Centrale nucléaire de Beznau: pas de rejet dans l'Aar si la température dépasse 25 degrés

Cet été, la centrale nucléaire de Beznau, située dans le canton d'Argovie, ne pourra pas rejeter ses eaux de refroidissements dans l'Aar s'il fait plus de 25 degrés. Durant la canicule de 2018, des poissons avaient soufferts du rejet selon l'Office fédéral de l'énergie.
05 juil. 2019, 11:09
La centrale nucléaire argovienne de Beznau ne pourra pas rejeter cet été ses eaux de refroidissement s'il fait plus de 25°. (Illustration)

La centrale nucléaire argovienne de Beznau ne pourra désormais rejeter ses eaux de refroidissement dans l'Aar que si la température de la rivière ne dépasse pas 25 degrés.
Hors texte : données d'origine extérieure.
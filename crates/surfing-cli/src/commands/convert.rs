use anyhow::{Context, Result};
use clap::Args;
use surfing_core::convert::convert_to_fits;

use super::{ConfigSource, Session};
use crate::progress::BarReporter;
use crate::summary::print_converted;

#[derive(Args)]
pub struct ConvertArgs {
    #[command(flatten)]
    pub source: ConfigSource,
}

pub fn run(args: &ConvertArgs) -> Result<()> {
    let session = Session::open(&args.source)?;
    let reporter = BarReporter::new()?;

    let written = convert_to_fits(&session.workspace(), &session.config.datescans, &reporter)
        .context("FITS conversion failed")?;

    print_converted(&written);
    Ok(())
}
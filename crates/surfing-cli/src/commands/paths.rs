use anyhow::{Context, Result};
use clap::Args;
use surfing_core::datescan::Datescan;

use super::ConfigSource;
use crate::summary::print_paths;

#[derive(Args)]
pub struct PathsArgs {
    /// Datescan to resolve, e.g. 20220307_73. Defaults to every configured datescan.
    pub datescan: Option<String>,

    #[command(flatten)]
    pub source: ConfigSource,
}

pub fn run(args: &PathsArgs) -> Result<()> {
    let config = args.source.load()?;
    let layout = config.layout();

    let datescans = match args.datescan {
        Some(ref value) => vec![value
            .parse::<Datescan>()
            .with_context(|| format!("Invalid datescan '{value}'"))?],
        None => config.datescans.clone(),
    };
    for ds in &datescans {
        print_paths(&layout, &config, ds);
    }
    Ok(())
}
L'Office fédéral de l'énergie (OFEN) a introduit une réglementation en ce sens avec effet immédiat.

Dans son communiqué diffusé vendredi, l'OFEN invoque ses observations de l'été dernier. En 2018, la température de l'Aar avait largement dépassé 25 degrés en pleine canicule à proximité de la centrale nucléaire de Beznau, installée à Döttingen (AG). La nature en avait souffert, poissons en tête.

Nouvelles règles étudiées pour la suite

En vue d'une solution définitive, l'office a ouvert une procédure afin d'adapter éventuellement l'autorisation existante ou d'octroyer une nouvelle autorisation de déversement des eaux de refroidissement pour Beznau. Il a invité l'exploitant Axpo à transmettre les documents requis.

L'autorisation de déversement actuelle s'appuie sur une ordonnance de 1975, remplacée en 1999. Selon celle-ci, le déversement ne doit pas faire monter la température du cours d'eau au-dessus de 25 degrés. Des dérogations peuvent être accordées pour des motifs sécuritaires importants.

"Disproportionné", selon Axpo

Contacté par Keystone-ATS, Axpo estime que la mesure immédiate de l'OFEN constitue une restriction d'exploitation "disproportionnée", "non sensée" et qu'elle "va trop loin". Selon l'exploitant de Beznau, il n'y avait en outre aucune urgence à prendre une telle décision.

Son porte-parole Antonio Sommavilla rappelle qu'en été 2018, Axpo avait réduit volontairement la puissance de la centrale pour limiter les rejets d'eaux. La rivière n'avait pas souffert de la chaleur en aval, d'après l'entreprise qui va évaluer la suite à donner à ce différend.